### WHAT THIS TASK INVOLVES
For each line below with the word "next", write out a copy.

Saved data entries
○ ○ ○ ○ ○ ○ ○

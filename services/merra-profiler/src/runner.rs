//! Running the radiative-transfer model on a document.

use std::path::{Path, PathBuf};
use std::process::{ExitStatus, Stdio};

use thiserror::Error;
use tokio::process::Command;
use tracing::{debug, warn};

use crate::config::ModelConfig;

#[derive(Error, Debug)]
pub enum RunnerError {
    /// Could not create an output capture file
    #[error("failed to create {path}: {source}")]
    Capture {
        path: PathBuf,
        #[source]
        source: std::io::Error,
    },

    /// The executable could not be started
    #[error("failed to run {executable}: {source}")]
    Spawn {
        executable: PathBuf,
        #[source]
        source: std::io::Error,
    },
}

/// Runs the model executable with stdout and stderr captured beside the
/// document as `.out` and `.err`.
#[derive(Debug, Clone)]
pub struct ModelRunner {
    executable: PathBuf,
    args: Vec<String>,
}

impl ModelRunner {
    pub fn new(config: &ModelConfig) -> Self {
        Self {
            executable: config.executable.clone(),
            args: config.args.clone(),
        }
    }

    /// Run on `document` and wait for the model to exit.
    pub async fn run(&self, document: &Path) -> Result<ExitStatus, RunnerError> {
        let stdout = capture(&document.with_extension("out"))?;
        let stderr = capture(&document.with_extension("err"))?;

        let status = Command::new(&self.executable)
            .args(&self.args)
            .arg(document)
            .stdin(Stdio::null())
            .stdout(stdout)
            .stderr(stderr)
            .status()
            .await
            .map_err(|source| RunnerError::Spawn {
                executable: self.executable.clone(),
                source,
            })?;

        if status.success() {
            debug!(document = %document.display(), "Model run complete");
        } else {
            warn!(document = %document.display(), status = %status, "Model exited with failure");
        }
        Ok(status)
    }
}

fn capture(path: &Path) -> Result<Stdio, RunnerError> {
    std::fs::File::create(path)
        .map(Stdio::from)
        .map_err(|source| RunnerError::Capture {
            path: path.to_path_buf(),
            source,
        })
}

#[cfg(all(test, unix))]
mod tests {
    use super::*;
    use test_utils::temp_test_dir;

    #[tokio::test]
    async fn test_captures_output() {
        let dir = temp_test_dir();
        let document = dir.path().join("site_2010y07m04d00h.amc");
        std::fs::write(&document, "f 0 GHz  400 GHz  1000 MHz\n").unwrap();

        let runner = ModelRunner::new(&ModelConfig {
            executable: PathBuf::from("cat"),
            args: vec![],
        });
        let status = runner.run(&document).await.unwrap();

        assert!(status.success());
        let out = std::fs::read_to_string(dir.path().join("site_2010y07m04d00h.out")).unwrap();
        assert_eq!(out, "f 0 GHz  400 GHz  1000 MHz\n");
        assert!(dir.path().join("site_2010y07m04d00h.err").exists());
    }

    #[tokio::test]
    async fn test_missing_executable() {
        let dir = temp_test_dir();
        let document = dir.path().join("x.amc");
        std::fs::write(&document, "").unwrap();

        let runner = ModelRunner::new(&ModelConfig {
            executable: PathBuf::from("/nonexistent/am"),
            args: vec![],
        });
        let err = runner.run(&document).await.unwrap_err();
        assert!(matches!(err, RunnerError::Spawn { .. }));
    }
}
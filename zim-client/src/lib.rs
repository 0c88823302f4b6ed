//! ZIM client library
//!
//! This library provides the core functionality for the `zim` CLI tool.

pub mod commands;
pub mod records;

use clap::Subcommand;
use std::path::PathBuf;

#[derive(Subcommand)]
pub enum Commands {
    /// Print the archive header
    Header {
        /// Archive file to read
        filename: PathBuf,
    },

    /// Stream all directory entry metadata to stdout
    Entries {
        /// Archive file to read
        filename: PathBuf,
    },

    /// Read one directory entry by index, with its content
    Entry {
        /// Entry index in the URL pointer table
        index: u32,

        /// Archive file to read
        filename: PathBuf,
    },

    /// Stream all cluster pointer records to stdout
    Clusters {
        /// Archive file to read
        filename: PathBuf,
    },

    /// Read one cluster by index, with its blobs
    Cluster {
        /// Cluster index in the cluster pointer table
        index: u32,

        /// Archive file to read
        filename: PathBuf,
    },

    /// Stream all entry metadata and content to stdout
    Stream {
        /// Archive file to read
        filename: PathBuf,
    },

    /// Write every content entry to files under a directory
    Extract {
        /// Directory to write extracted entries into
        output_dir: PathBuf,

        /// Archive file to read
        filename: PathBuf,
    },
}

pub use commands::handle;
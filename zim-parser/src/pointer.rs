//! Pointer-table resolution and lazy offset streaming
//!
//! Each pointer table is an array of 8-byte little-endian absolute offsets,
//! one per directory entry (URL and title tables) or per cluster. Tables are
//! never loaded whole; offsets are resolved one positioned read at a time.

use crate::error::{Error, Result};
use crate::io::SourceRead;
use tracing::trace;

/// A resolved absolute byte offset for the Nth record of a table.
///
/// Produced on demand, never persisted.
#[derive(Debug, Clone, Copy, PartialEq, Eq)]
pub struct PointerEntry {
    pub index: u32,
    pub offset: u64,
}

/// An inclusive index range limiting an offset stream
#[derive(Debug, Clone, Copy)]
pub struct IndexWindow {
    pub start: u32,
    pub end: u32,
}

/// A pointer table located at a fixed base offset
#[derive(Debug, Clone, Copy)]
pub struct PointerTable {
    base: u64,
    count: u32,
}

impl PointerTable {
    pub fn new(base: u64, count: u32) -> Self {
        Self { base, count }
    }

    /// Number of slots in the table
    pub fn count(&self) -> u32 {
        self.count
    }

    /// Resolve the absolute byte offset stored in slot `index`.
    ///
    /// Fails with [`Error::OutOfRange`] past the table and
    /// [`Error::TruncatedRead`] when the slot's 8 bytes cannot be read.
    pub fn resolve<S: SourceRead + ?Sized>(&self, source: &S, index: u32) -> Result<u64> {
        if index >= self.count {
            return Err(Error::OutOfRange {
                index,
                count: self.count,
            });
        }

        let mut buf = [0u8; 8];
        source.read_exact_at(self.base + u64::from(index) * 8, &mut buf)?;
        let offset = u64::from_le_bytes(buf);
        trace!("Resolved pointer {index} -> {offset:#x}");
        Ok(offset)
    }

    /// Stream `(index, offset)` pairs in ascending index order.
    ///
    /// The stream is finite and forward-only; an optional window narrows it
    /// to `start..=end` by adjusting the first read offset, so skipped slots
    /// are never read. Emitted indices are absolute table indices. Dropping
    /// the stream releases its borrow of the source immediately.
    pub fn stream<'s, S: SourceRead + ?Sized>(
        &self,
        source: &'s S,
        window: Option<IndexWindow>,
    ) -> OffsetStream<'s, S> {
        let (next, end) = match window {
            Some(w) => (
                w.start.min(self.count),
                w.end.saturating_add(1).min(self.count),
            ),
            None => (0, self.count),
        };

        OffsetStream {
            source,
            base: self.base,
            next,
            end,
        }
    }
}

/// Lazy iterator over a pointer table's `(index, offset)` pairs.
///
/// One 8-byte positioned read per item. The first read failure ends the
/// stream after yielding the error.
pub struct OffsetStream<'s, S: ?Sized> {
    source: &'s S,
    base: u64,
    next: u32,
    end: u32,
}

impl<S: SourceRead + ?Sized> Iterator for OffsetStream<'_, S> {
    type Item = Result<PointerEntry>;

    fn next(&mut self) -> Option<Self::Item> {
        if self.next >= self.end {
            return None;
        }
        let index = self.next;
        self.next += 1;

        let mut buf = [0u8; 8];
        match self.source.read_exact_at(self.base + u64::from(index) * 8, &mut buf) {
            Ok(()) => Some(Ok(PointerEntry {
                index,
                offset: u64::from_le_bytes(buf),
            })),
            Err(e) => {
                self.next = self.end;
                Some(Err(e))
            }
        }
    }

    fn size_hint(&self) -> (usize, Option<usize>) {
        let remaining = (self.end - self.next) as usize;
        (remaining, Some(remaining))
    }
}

○ ○ ○ ○ ○ ○ ○

### REPLY TO THE TASK
        let (next, end) = match window {
            next,
    next: u32,
    fn next(&mut self) -> Option<Self::Item> {
        if self.next >= self.end {
        let index = self.next;
        self.next += 1;
                self.next = self.end;
        let remaining = (self.end - self.next) as usize;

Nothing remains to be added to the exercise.